The Radio Music License Committee last week lost a skirmish in its lawsuit against SESAC when the judge hearing the case denied the RLMC’s request to impose an injunction stopping the performance right organization from raising its rates while the lawsuit is ongoing. But other aspects of the judge’s ruling indicates that the RMLC may be winning the war in the early going.
While Eastern District Court of Pennsylvania Judge Lynn Sitarski in a Dec. 23 filing denied an injunction ruling that the RLMC had failed to prove that a SESAC rate increase will impose irreparable harm on radio, at the same time the court gave creedence to RMLC’s anti-trust allegations.
In October 2012, the RLMC filed an antitrust lawsuit in the Philadelphia Federal District Court against SESAC, alleging that SESAC charges rates that are disproportionate to the number of works it licenses in comparison to ASCAP and BMI. Combined ASCAP and BMI have about 16 million works versus SESAC’s 250,000 to 400,000 songs.
The case noted that while the radio industry has seen its revenue drop and the number of stations that have a licensing agreement stay the same, SESAC increase its rates 8% annually (or 32% gross over the past four years). In that same period, the rate charge to radio stations by the other two PRO’s, ASCAP and BMI have dropped by about 40%, according to the court documents.
Magistrate Judge Sitarski ruled that radio stations could not realistically consider foregoing a SESAC license due to two factors: an inability to exercise total control over what they play due to music used in commercials and an inability to determine what songs are in SESAC’s catalog.

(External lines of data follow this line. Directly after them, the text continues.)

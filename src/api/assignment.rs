//! Assignment management: which employee must confirm presence at which
//! location, on which weekdays, over which shift.

use actix_web::{HttpResponse, Responder, web};
use chrono::NaiveTime;
use serde::{Deserialize, Serialize};
use sqlx::{FromRow, MySqlPool};
use utoipa::ToSchema;

use crate::api::{fmt_hhmmss, parse_time_of_day};
use crate::auth::auth::AuthUser;
use crate::error::{ApiError, is_constraint_violation};
use crate::model::location::LocationSnapshot;
use crate::model::weekday::WeekdaySet;

#[derive(Deserialize, ToSchema)]
pub struct CreateAssignment {
    #[schema(example = 12)]
    pub employee_id: u64,
    #[schema(example = 3)]
    pub location_id: u64,
    #[schema(value_type = Vec<String>, example = json!(["monday", "wednesday", "friday"]))]
    pub weekdays: WeekdaySet,
    #[schema(example = "09:00")]
    pub start_time: String,
    #[schema(example = "18:00")]
    pub end_time: String,
}

#[derive(FromRow)]
struct AssignmentRow {
    id: u64,
    employee_id: u64,
    employee_name: String,
    location_id: u64,
    location_name: String,
    weekdays: WeekdaySet,
    start_time: NaiveTime,
    end_time: NaiveTime,
    active: bool,
}

#[derive(Serialize, ToSchema)]
pub struct AssignmentEntry {
    pub id: u64,
    pub employee_id: u64,
    pub employee_name: String,
    pub location_id: u64,
    pub location_name: String,
    #[schema(value_type = Vec<String>)]
    pub weekdays: WeekdaySet,
    #[schema(example = "09:00:00")]
    pub start_time: String,
    #[schema(example = "18:00:00")]
    pub end_time: String,
    pub active: bool,
}

impl From<AssignmentRow> for AssignmentEntry {
    fn from(row: AssignmentRow) -> Self {
        AssignmentEntry {
            id: row.id,
            employee_id: row.employee_id,
            employee_name: row.employee_name,
            location_id: row.location_id,
            location_name: row.location_name,
            weekdays: row.weekdays,
            start_time: fmt_hhmmss(row.start_time),
            end_time: fmt_hhmmss(row.end_time),
            active: row.active,
        }
    }
}

async fn fetch_assignment(
    pool: &MySqlPool,
    id: u64,
    branch_id: u64,
) -> Result<AssignmentEntry, ApiError> {
    sqlx::query_as::<_, AssignmentRow>(
        r#"
        SELECT a.id, a.employee_id, e.full_name AS employee_name,
               a.location_id, l.name AS location_name,
               a.weekdays, a.start_time, a.end_time, a.active
        FROM attendance_assignments a
        INNER JOIN employees e ON a.employee_id = e.id
        INNER JOIN control_locations l ON a.location_id = l.id
        WHERE a.id = ? AND e.branch_id = ?
        "#,
    )
    .bind(id)
    .bind(branch_id)
    .fetch_optional(pool)
    .await?
    .map(AssignmentEntry::from)
    .ok_or_else(|| ApiError::not_found("Assignment not found"))
}

fn validate_shift(start: NaiveTime, end: NaiveTime) -> Result<(), ApiError> {
    if start < end {
        Ok(())
    } else {
        Err(ApiError::validation("start_time must be before end_time"))
    }
}

/// Create an attendance assignment
///
/// Re-creating a pair that was previously deactivated reactivates the
/// existing row with the new schedule instead of inserting a duplicate.
#[utoipa::path(
    post,
    path = "/api/assignments",
    request_body = CreateAssignment,
    responses(
        (status = 201, description = "Assignment created", body = Object),
        (status = 200, description = "Inactive assignment reactivated", body = Object),
        (status = 400, description = "Invalid schedule"),
        (status = 404, description = "Employee or location not found"),
        (status = 409, description = "Active assignment already exists")
    ),
    security(("bearer_auth" = [])),
    tag = "Assignments"
)]
pub async fn create_assignment(
    auth: AuthUser,
    pool: web::Data<MySqlPool>,
    body: web::Json<CreateAssignment>,
) -> Result<impl Responder, ApiError> {
    auth.require_admin()?;

    let start = parse_time_of_day(&body.start_time, "start_time")?;
    let end = parse_time_of_day(&body.end_time, "end_time")?;
    validate_shift(start, end)?;

    let employee_ok = sqlx::query_scalar::<_, u64>(
        "SELECT id FROM employees WHERE id = ? AND branch_id = ? AND active = 1",
    )
    .bind(body.employee_id)
    .bind(auth.branch_id)
    .fetch_optional(pool.get_ref())
    .await?;
    if employee_ok.is_none() {
        return Err(ApiError::not_found("Employee not found or inactive"));
    }

    let location_ok = sqlx::query_scalar::<_, u64>(
        "SELECT id FROM control_locations WHERE id = ? AND branch_id = ? AND active = 1",
    )
    .bind(body.location_id)
    .bind(auth.branch_id)
    .fetch_optional(pool.get_ref())
    .await?;
    if location_ok.is_none() {
        return Err(ApiError::not_found("Location not found or inactive"));
    }

    // One row per (employee, location) pair, enforced by a unique index.
    let existing = sqlx::query_as::<_, (u64, bool)>(
        "SELECT id, active FROM attendance_assignments WHERE employee_id = ? AND location_id = ?",
    )
    .bind(body.employee_id)
    .bind(body.location_id)
    .fetch_optional(pool.get_ref())
    .await?;

    if let Some((id, active)) = existing {
        if active {
            return Err(ApiError::conflict(
                "An active assignment already exists for this employee and location",
            ));
        }
        sqlx::query(
            "UPDATE attendance_assignments \
             SET weekdays = ?, start_time = ?, end_time = ?, active = 1 WHERE id = ?",
        )
        .bind(body.weekdays)
        .bind(start)
        .bind(end)
        .bind(id)
        .execute(pool.get_ref())
        .await?;

        let assignment = fetch_assignment(pool.get_ref(), id, auth.branch_id).await?;
        return Ok(HttpResponse::Ok().json(serde_json::json!({
            "success": true,
            "message": "Assignment reactivated successfully",
            "data": assignment,
        })));
    }

    let result = sqlx::query(
        r#"
        INSERT INTO attendance_assignments
            (employee_id, location_id, weekdays, start_time, end_time, created_by)
        VALUES (?, ?, ?, ?, ?, ?)
        "#,
    )
    .bind(body.employee_id)
    .bind(body.location_id)
    .bind(body.weekdays)
    .bind(start)
    .bind(end)
    .bind(auth.user_id)
    .execute(pool.get_ref())
    .await
    .map_err(|e| {
        if is_constraint_violation(&e) {
            ApiError::conflict("An assignment already exists for this employee and location")
        } else {
            e.into()
        }
    })?;

    let assignment = fetch_assignment(pool.get_ref(), result.last_insert_id(), auth.branch_id).await?;

    Ok(HttpResponse::Created().json(serde_json::json!({
        "success": true,
        "message": "Assignment created successfully",
        "data": assignment,
    })))
}

/// List the branch's assignments
#[utoipa::path(
    get,
    path = "/api/assignments",
    responses(
        (status = 200, description = "Assignments in the admin's branch", body = Object),
        (status = 403, description = "Forbidden")
    ),
    security(("bearer_auth" = [])),
    tag = "Assignments"
)]
pub async fn list_assignments(
    auth: AuthUser,
    pool: web::Data<MySqlPool>,
) -> Result<impl Responder, ApiError> {
    auth.require_admin()?;

    let rows = sqlx::query_as::<_, AssignmentRow>(
        r#"
        SELECT a.id, a.employee_id, e.full_name AS employee_name,
               a.location_id, l.name AS location_name,
               a.weekdays, a.start_time, a.end_time, a.active
        FROM attendance_assignments a
        INNER JOIN employees e ON a.employee_id = e.id
        INNER JOIN control_locations l ON a.location_id = l.id
        WHERE e.branch_id = ?
        ORDER BY a.id DESC
        "#,
    )
    .bind(auth.branch_id)
    .fetch_all(pool.get_ref())
    .await?;

    let assignments: Vec<AssignmentEntry> = rows.into_iter().map(AssignmentEntry::from).collect();

    Ok(HttpResponse::Ok().json(serde_json::json!({
        "success": true,
        "data": assignments,
        "total": assignments.len(),
    })))
}

#[derive(FromRow)]
struct MineRow {
    id: u64,
    weekdays: WeekdaySet,
    start_time: NaiveTime,
    end_time: NaiveTime,
    location_id: u64,
    location_name: String,
    location_description: Option<String>,
    latitude: f64,
    longitude: f64,
    radius_meters: u32,
}

#[derive(Serialize, ToSchema)]
pub struct MyAssignment {
    pub id: u64,
    #[schema(value_type = Vec<String>)]
    pub weekdays: WeekdaySet,
    #[schema(example = "09:00:00")]
    pub start_time: String,
    #[schema(example = "18:00:00")]
    pub end_time: String,
    pub location: LocationSnapshot,
}

/// The caller's active assignments
#[utoipa::path(
    get,
    path = "/api/assignments/mine",
    responses(
        (status = 200, description = "Active assignments of the logged-in employee", body = Object),
        (status = 403, description = "Forbidden")
    ),
    security(("bearer_auth" = [])),
    tag = "Assignments"
)]
pub async fn my_assignments(
    auth: AuthUser,
    pool: web::Data<MySqlPool>,
) -> Result<impl Responder, ApiError> {
    let employee_id = auth.require_employee()?;

    let rows = sqlx::query_as::<_, MineRow>(
        r#"
        SELECT a.id, a.weekdays, a.start_time, a.end_time,
               l.id AS location_id, l.name AS location_name,
               l.description AS location_description,
               l.latitude, l.longitude, l.radius_meters
        FROM attendance_assignments a
        INNER JOIN control_locations l ON a.location_id = l.id
        WHERE a.employee_id = ? AND a.active = 1 AND l.active = 1
        ORDER BY a.start_time
        "#,
    )
    .bind(employee_id)
    .fetch_all(pool.get_ref())
    .await?;

    let assignments: Vec<MyAssignment> = rows
        .into_iter()
        .map(|row| MyAssignment {
            id: row.id,
            weekdays: row.weekdays,
            start_time: fmt_hhmmss(row.start_time),
            end_time: fmt_hhmmss(row.end_time),
            location: LocationSnapshot {
                id: row.location_id,
                name: row.location_name,
                description: row.location_description,
                latitude: row.latitude,
                longitude: row.longitude,
                radius_meters: row.radius_meters,
            },
        })
        .collect();

    Ok(HttpResponse::Ok().json(serde_json::json!({
        "success": true,
        "data": assignments,
    })))
}

/// Schedule patch. Employee and location pairing is immutable; replacing
/// the pair means deactivating this row and creating a new one.
#[derive(Deserialize, ToSchema)]
pub struct UpdateAssignment {
    #[schema(value_type = Option<Vec<String>>)]
    pub weekdays: Option<WeekdaySet>,
    pub start_time: Option<String>,
    pub end_time: Option<String>,
}

/// Update an assignment's schedule
#[utoipa::path(
    put,
    path = "/api/assignments/{id}",
    params(("id" = u64, Path, description = "Assignment ID")),
    request_body = UpdateAssignment,
    responses(
        (status = 200, description = "Assignment updated", body = Object),
        (status = 400, description = "Invalid schedule"),
        (status = 404, description = "Assignment not found")
    ),
    security(("bearer_auth" = [])),
    tag = "Assignments"
)]
pub async fn update_assignment(
    auth: AuthUser,
    pool: web::Data<MySqlPool>,
    path: web::Path<u64>,
    body: web::Json<UpdateAssignment>,
) -> Result<impl Responder, ApiError> {
    auth.require_admin()?;
    let id = path.into_inner();

    let start = body
        .start_time
        .as_deref()
        .map(|s| parse_time_of_day(s, "start_time"))
        .transpose()?;
    let end = body
        .end_time
        .as_deref()
        .map(|s| parse_time_of_day(s, "end_time"))
        .transpose()?;

    let current = fetch_assignment(pool.get_ref(), id, auth.branch_id).await?;

    // Validate the shift that will actually be stored, mixing patched and
    // existing values.
    let stored_start = parse_time_of_day(&current.start_time, "start_time")?;
    let stored_end = parse_time_of_day(&current.end_time, "end_time")?;
    validate_shift(start.unwrap_or(stored_start), end.unwrap_or(stored_end))?;

    sqlx::query(
        r#"
        UPDATE attendance_assignments a
        INNER JOIN employees e ON a.employee_id = e.id
        SET a.weekdays = COALESCE(?, a.weekdays),
            a.start_time = COALESCE(?, a.start_time),
            a.end_time = COALESCE(?, a.end_time)
        WHERE a.id = ? AND e.branch_id = ?
        "#,
    )
    .bind(body.weekdays)
    .bind(start)
    .bind(end)
    .bind(id)
    .bind(auth.branch_id)
    .execute(pool.get_ref())
    .await?;

    let assignment = fetch_assignment(pool.get_ref(), id, auth.branch_id).await?;

    Ok(HttpResponse::Ok().json(serde_json::json!({
        "success": true,
        "message": "Assignment updated successfully",
        "data": assignment,
    })))
}

/// Deactivate an assignment
///
/// Soft delete: confirmation history must stay attributable to the
/// assignment that produced it.
#[utoipa::path(
    delete,
    path = "/api/assignments/{id}",
    params(("id" = u64, Path, description = "Assignment ID")),
    responses(
        (status = 200, description = "Assignment deactivated", body = Object),
        (status = 404, description = "Assignment not found or already inactive")
    ),
    security(("bearer_auth" = [])),
    tag = "Assignments"
)]
pub async fn delete_assignment(
    auth: AuthUser,
    pool: web::Data<MySqlPool>,
    path: web::Path<u64>,
) -> Result<impl Responder, ApiError> {
    auth.require_admin()?;

    let result = sqlx::query(
        r#"
        UPDATE attendance_assignments a
        INNER JOIN employees e ON a.employee_id = e.id
        SET a.active = 0
        WHERE a.id = ? AND e.branch_id = ? AND a.active = 1
        "#,
    )
    .bind(path.into_inner())
    .bind(auth.branch_id)
    .execute(pool.get_ref())
    .await?;

    if result.rows_affected() == 0 {
        return Err(ApiError::not_found("Assignment not found or already inactive"));
    }

    Ok(HttpResponse::Ok().json(serde_json::json!({
        "success": true,
        "message": "Assignment deactivated successfully",
    })))
}

#[cfg(test)]
mod tests {
    use super::*;

    #[test]
    fn shift_must_start_before_it_ends() {
        let nine = NaiveTime::from_hms_opt(9, 0, 0).unwrap();
        let six = NaiveTime::from_hms_opt(18, 0, 0).unwrap();
        assert!(validate_shift(nine, six).is_ok());
        assert!(validate_shift(six, nine).is_err());
        assert!(validate_shift(nine, nine).is_err());
    }
}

A station cannot bypass a SESAC license by obtaining a bundle of direct licenses, which means the only option is a blanket license, the ruling stated. Even though the SESAC PRO blanket license represents an efficient manner for radio stations to get properly licensed, the Judge in her ruling wrote, “SESAC has engaged in exclusionary conduct by failing to disclose its repertory and ensuring that users have no alternative but to purchase their licenses.”
The court said it is satisfied that the plaintiff RMLC has established a likelihood of success in proving a concerted action, and also shown there is no restriction on SESAC’s ability to raise its prices on its 100% market share of its unique product, i.e. its catalog. Those conditions “further supports a finding that the challenged conduct has produced anticompetitive effect,” according to her ruling.
Since SESAC has no mechanism to challenge the rates it sets, like ASCAP and BMI, which operate under consent decrees, the court also ruled that the plaintiff RLMC has established a likelihood that SESAC has monopoly power.
While the magistrate judge’s decision concerning the alleged anti-trust elements of the RLMC’s suit against SESAC “may be accepted, rejected or modified,” when the case goes to trial, according to the document making it more likely that the ruling will be accepted and the case will begin with SESAC having the burden of proving it’s not in violation of antitrust.
The case was assigned to Magistrate Judge Sitarski by Judge C. Darnell Jones. Federal Judges frequently use magistrate judges for preliminary matters in order to lighten their workloads, according to the Eastern District Court’s procedure handbook.